→ **Exercise objective**
Some lines in the data below hold the string "expected". Report how many, as a bare number.

→ **Records for the exercise**

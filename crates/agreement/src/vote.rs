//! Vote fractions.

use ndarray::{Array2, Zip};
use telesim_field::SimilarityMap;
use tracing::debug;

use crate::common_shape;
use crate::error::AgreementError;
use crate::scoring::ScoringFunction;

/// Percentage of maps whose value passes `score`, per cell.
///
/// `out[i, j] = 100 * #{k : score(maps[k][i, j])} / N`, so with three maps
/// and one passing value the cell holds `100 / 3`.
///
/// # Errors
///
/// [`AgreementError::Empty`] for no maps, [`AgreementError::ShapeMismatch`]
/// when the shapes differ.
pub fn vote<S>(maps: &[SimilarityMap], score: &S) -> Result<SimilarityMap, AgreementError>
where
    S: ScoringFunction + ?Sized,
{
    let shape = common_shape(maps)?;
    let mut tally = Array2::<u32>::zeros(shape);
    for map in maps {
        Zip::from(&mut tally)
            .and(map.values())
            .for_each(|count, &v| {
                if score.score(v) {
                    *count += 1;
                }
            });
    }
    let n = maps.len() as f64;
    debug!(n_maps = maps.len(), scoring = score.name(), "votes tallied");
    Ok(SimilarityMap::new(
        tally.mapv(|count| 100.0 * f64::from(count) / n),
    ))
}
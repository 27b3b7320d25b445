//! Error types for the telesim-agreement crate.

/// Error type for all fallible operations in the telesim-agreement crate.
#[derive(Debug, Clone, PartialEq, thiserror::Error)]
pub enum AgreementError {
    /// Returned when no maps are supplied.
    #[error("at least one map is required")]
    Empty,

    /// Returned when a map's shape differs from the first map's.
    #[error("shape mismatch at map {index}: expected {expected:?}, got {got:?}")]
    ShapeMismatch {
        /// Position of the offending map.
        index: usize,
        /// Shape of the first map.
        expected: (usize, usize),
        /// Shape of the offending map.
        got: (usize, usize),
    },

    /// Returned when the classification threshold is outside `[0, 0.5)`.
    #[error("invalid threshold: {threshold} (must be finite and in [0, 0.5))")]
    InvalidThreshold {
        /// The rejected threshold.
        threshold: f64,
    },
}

* * *

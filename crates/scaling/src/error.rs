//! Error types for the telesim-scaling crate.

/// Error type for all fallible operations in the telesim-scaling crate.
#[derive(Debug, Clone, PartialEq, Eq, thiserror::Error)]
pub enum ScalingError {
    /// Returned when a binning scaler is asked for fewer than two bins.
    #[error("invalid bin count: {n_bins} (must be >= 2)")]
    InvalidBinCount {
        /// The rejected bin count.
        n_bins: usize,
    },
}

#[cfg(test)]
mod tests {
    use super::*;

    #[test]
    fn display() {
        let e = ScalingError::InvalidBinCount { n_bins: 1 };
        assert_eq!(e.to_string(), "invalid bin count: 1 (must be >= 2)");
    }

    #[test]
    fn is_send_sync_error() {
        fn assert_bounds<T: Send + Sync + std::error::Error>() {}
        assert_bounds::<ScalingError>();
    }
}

==

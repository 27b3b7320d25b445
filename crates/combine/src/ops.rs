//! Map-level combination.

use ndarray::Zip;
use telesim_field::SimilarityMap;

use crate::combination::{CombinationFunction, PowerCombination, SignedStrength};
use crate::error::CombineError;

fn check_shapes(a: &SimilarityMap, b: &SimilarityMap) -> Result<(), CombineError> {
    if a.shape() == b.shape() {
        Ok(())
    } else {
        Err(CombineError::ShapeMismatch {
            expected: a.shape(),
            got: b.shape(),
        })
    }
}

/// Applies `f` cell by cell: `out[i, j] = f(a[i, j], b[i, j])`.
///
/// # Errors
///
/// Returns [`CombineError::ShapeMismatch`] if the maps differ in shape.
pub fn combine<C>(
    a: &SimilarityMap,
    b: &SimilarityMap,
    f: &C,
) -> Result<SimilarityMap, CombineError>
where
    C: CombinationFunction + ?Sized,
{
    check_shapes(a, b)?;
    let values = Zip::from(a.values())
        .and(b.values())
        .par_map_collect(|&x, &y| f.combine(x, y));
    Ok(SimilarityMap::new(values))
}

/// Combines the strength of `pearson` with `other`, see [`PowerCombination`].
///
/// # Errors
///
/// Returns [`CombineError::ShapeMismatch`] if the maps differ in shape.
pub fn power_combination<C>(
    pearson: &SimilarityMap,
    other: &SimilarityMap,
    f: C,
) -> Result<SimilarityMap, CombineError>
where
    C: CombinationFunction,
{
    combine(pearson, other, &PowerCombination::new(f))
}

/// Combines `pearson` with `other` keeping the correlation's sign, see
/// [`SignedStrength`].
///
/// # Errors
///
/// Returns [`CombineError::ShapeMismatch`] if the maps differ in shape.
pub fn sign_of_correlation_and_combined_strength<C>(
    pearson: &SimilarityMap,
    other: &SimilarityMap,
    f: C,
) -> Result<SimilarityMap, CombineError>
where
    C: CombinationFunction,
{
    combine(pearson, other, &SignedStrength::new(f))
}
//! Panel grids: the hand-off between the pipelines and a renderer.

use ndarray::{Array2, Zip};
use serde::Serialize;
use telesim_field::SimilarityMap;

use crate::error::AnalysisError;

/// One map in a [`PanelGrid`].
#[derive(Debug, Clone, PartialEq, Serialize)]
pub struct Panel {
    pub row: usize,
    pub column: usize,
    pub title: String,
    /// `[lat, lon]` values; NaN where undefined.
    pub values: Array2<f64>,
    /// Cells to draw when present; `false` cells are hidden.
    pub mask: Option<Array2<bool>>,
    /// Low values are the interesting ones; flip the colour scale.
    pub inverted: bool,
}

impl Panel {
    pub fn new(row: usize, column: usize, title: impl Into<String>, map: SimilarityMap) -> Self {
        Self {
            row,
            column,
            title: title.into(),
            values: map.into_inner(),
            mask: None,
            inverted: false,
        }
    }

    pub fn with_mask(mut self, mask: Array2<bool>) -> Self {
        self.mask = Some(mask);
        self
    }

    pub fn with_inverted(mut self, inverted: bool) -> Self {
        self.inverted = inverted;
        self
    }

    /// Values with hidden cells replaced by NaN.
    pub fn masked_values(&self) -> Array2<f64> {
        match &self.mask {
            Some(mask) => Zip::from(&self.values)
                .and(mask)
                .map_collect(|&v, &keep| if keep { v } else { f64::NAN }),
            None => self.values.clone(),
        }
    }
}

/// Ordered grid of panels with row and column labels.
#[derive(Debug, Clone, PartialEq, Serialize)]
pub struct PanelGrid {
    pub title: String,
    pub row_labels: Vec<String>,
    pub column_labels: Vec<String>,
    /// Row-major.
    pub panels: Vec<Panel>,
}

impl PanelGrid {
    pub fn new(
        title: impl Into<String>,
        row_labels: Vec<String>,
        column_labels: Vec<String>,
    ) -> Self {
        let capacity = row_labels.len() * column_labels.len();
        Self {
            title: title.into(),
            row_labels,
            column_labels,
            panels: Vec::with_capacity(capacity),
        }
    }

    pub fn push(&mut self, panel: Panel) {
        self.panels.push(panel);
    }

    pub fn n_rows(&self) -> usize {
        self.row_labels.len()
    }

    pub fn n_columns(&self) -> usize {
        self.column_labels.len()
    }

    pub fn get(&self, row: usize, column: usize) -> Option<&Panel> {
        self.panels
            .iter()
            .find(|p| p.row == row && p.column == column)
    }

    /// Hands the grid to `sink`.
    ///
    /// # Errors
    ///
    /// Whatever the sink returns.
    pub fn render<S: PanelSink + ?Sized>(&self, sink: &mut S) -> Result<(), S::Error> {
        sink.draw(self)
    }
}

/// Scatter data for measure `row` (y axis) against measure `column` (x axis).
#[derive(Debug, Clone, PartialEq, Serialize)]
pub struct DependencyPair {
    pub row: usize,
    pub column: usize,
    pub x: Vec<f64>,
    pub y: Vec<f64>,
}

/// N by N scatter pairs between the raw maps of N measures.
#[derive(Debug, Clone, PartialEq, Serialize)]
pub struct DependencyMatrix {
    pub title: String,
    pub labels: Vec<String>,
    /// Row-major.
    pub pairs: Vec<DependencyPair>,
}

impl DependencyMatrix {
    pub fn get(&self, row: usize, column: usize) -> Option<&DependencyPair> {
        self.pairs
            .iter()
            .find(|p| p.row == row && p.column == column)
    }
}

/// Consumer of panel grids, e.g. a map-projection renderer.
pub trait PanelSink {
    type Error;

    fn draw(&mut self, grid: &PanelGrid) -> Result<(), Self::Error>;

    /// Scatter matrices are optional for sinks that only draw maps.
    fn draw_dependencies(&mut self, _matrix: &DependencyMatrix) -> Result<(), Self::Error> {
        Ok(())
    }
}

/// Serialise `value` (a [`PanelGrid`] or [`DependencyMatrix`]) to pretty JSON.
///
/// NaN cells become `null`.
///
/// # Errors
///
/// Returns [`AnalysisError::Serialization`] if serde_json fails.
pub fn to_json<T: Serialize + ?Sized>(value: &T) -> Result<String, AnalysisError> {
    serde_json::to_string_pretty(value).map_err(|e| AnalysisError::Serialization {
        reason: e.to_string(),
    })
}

→ **Exercise answer**
3